第三章 白の境界線

「ここから先は、立入制限区域です。許可証を提示してください」


無機質な機械音声が、軍の宇宙港ゲート前の警告灯と共に響き渡る。


セリオス宙域、限界安定位置に浮かぶ那由他観測ステーション《アルバ・リング》へ続くゲート。そのゲートの前で、2人の人物が無言で立ち尽くしていた。


カナメとエリ。


「ついに宇宙へ行くのね。緊張して来た…」

エリは口元だけで笑い、無表情なカナメに目をやった。


カナメは何を言うでもなく、ただボーっとゲートの最適化を待っている。


「あなたって緊張もしないの??」


「緊張?うーん。どうだろ?でも最後まで“中止にならないかな”って期待してたよ」


エリはふふっと笑った。

「意外。そんな冗談も言うのね」




カナメは静かにタブレットを差し出した。

那由他の最新データだ。


「……見てよ。昨日報告があってさ。“観測不能”ってラベルが初めて出たんだ」


彼は画面を指でなぞりながら続けた。


「光度による那由他の測定は、歴史上何度も試みられてきた。

でも、数値が“記録されたこと”が一度もない。

まるで……センサーがログを“書き込めない領域”に接してるようだった。


測っても測っても、結果は“空白”。

データが欠損するのではなく、“測定の事実そのもの”が残らない。」




エリの眉間にしわが寄る。




「で、今回のログで初めて、HOPEがその現象に“観測不能”ってラベルを付けたんだ」


エリは片手でカナメを制止しながら眉間に指をあてる。


「ま、待って……えーっと…つまり、“反応なし“ってことが、初めて記録されたのね?」


カナメは小さく頷いた。

「そ。これまでは測っても“何も残らない”だけだった。

でも今回は──那由他が“観測を拒んだ”ということが、初めて“可視化”された」


「那由他ってブラックホールみたいなものなの?」


「違うよ。ブラックホールは引き寄せる。重力がある。

でも那由他は、信号が消滅する。
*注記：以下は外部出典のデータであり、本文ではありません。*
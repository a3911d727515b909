// 📦 Import/Export Codec
// JSON = full-fidelity round trip; CSV = the filtered view, for spreadsheets

use crate::entry::{new_id, sort_by_date_desc, Entry};
use crate::error::ImportError;
use crate::validation::is_valid_date;
use anyhow::{Context, Result};
use chrono::{DateTime, Utc};
use serde_json::Value;
use std::collections::HashSet;
use std::fs;
use std::path::{Path, PathBuf};

pub const CSV_HEADER: &str = "RO,Date,Description,Hours Flagged";

// ============================================================================
// EXPORT
// ============================================================================

#[derive(Debug, Clone, Copy, PartialEq, Eq)]
pub enum ExportFormat {
    Csv,
    Json,
}

impl ExportFormat {
    pub fn mime(&self) -> &str {
        match self {
            ExportFormat::Csv => "text/csv;charset=utf-8",
            ExportFormat::Json => "application/json",
        }
    }

    pub fn extension(&self) -> &str {
        match self {
            ExportFormat::Csv => "csv",
            ExportFormat::Json => "json",
        }
    }

    /// `flat_rate_hours_<unix-millis>.<ext>`
    pub fn file_name(&self, at: DateTime<Utc>) -> String {
        format!("flat_rate_hours_{}.{}", at.timestamp_millis(), self.extension())
    }
}

/// CSV of the given rows, in the given order.
///
/// The header line is plain; every data field is quoted. Lines are joined with
/// `\n` and there is no trailing newline.
pub fn to_csv(entries: &[Entry]) -> String {
    let mut lines = Vec::with_capacity(entries.len() + 1);
    lines.push(CSV_HEADER.to_string());

    for entry in entries {
        let fields = [
            entry.ro.clone(),
            entry.date.clone(),
            entry.description.clone(),
            entry.hours.to_string(),
        ];
        let row: Vec<String> = fields.iter().map(|f| quote_field(f)).collect();
        lines.push(row.join(","));
    }

    lines.join("\n")
}

fn quote_field(value: &str) -> String {
    format!("\"{}\"", value.replace('"', "\"\""))
}

/// Pretty-printed JSON array of every entry, ids included
pub fn to_json(entries: &[Entry]) -> Result<String> {
    serde_json::to_string_pretty(entries).context("Failed to serialize entries")
}

/// Write an export next to the others in `dir`, returning the file path
pub fn write_export(
    dir: &Path,
    format: ExportFormat,
    contents: &str,
    at: DateTime<Utc>,
) -> Result<PathBuf> {
    let path = dir.join(format.file_name(at));
    fs::write(&path, contents)
        .with_context(|| format!("Failed to write export {}", path.display()))?;
    Ok(path)
}

// ============================================================================
// IMPORT
// ============================================================================

/// Only `.json` files are offered to the importer
pub fn is_importable(path: &Path) -> bool {
    path.extension()
        .and_then(|ext| ext.to_str())
        .map(|ext| ext.eq_ignore_ascii_case("json"))
        .unwrap_or(false)
}

/// Read an import file once
pub fn read_import(path: &Path) -> Result<String> {
    if !is_importable(path) {
        anyhow::bail!("{} is not a .json file", path.display());
    }

    fs::read_to_string(path).with_context(|| format!("Failed to read {}", path.display()))
}

/// Parse foreign JSON and merge it in front of `existing`.
///
/// Rows are normalized leniently: bad dates become `today`, a missing RO
/// becomes empty, unusable hours become 0. An id that is falsy or already
/// taken gets a fresh one. Only a non-array document or a `null` row rejects
/// the whole import.
pub fn import_json(
    text: &str,
    existing: &[Entry],
    today: &str,
) -> Result<Vec<Entry>, ImportError> {
    let rows = parse_rows(text)?;
    let mut taken: HashSet<String> = existing.iter().map(|e| e.id.clone()).collect();

    let mut merged = Vec::with_capacity(rows.len() + existing.len());
    for (index, row) in rows.iter().enumerate() {
        let entry = normalize_row(row, today, &mut taken)
            .ok_or_else(|| ImportError::ParseFailure(format!("row {} is null", index)))?;
        merged.push(entry);
    }
    merged.extend(existing.iter().cloned());

    sort_by_date_desc(&mut merged);
    Ok(merged)
}

/// Rebuild a stored snapshot row by row.
///
/// Same cleanup as an import, except unusable rows are skipped instead of
/// failing the lot. Returns the entries and how many rows were skipped.
pub fn recover_snapshot(text: &str, today: &str) -> Result<(Vec<Entry>, usize), ImportError> {
    let rows = parse_rows(text)?;
    let mut taken = HashSet::new();

    let mut entries = Vec::with_capacity(rows.len());
    let mut skipped = 0;
    for row in &rows {
        if !row.is_object() {
            skipped += 1;
            continue;
        }
        if let Some(entry) = normalize_row(row, today, &mut taken) {
            entries.push(entry);
        }
    }

    sort_by_date_desc(&mut entries);
    Ok((entries, skipped))
}

fn parse_rows(text: &str) -> Result<Vec<Value>, ImportError> {
    let data: Value =
        serde_json::from_str(text).map_err(|e| ImportError::ParseFailure(e.to_string()))?;

    match data {
        Value::Array(rows) => Ok(rows),
        _ => Err(ImportError::NotAnArray),
    }
}

fn normalize_row(row: &Value, today: &str, taken: &mut HashSet<String>) -> Option<Entry> {
    if row.is_null() {
        return None;
    }

    let field = |name: &str| row.get(name).unwrap_or(&Value::Null);

    let mut id = if is_truthy(field("id")) {
        coerce_text(field("id"))
    } else {
        new_id()
    };
    while !taken.insert(id.clone()) {
        id = new_id();
    }

    let date = match field("date") {
        Value::String(s) if is_valid_date(s) => s.clone(),
        _ => today.to_string(),
    };

    Some(Entry {
        id,
        ro: coerce_text(field("ro")).trim().to_string(),
        date,
        description: coerce_text(field("description")),
        hours: coerce_hours(field("hours")),
    })
}

fn is_truthy(value: &Value) -> bool {
    match value {
        Value::Null => false,
        Value::Bool(b) => *b,
        Value::Number(n) => n.as_f64().map(|f| f != 0.0).unwrap_or(true),
        Value::String(s) => !s.is_empty(),
        Value::Array(_) | Value::Object(_) => true,
    }
}

/// Text coercion; `null` becomes empty
fn coerce_text(value: &Value) -> String {
    match value {
        Value::Null => String::new(),
        Value::String(s) => s.clone(),
        Value::Bool(b) => b.to_string(),
        Value::Number(n) => n.to_string(),
        other => other.to_string(),
    }
}

/// Numeric coercion with an explicit zero default.
///
/// Negative and non-finite results also fall back to zero so imported rows
/// honour the `hours >= 0` invariant.
fn coerce_hours(value: &Value) -> f64 {
    let hours = match value {
        Value::Number(n) => n.as_f64().unwrap_or(0.0),
        Value::String(s) if s.trim().is_empty() => 0.0,
        Value::String(s) => s.trim().parse().unwrap_or(0.0),
        Value::Bool(true) => 1.0,
        _ => 0.0,
    };

    if hours.is_finite() && hours >= 0.0 {
        hours
    } else {
        0.0
    }
}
完全に。

“観測しなかった”ことになってしまう。

事象そのものが……“ない”んだよ」


エリは黙ったまま、空に浮かぶ那由他を見つめた。


ただの白い球体にしか見えない。だがそこにカナメすら理解できない何かがある。

ただ、宇宙の一部にぽっかりと巨大な“白”が穿たれているだけ。


あまりにも静かで、あまりにも不確かな“白”。




ゲートのロックが音を立てて解除される。




「い、いよいよね」


カナメはうなずいた。


だが、それよりも彼の視線は、那由他へと吸い寄せられていた。


「カナメ?どうしたの?いかないの?」




「エリさ……石油って覚えてるかな? 昔、地球人類が地殻から染み出す化石燃料を掘り起こして生活していたという──」




「ええ。もちろん。それがどうかした?」




「僕、当時の記録を見て思ったんだ。あの時、砂漠化が広がったのって、地球の“養分”を吸っていたからなんじゃないかって」


「……」


「那由他を見なよ。あれはHOPEで宇宙の法則を好き勝手に弄った結果なんじゃないか?ってさ」




「……」


エリは答えなかった。




その発想は柔軟でユニーク。


だが、共鳴者にしては珍しく──憶測に過ぎず、科学的な裏付けがなかった。




それは、知性を強化し、AIと共鳴した存在としては、異質とも言えた。




「じゃあ……行きましょう!」




「ああ」




カナメは短く答え、ゆっくりと白へ向かって歩き出した。


まだ“色”の残る世界との、その境界線へ。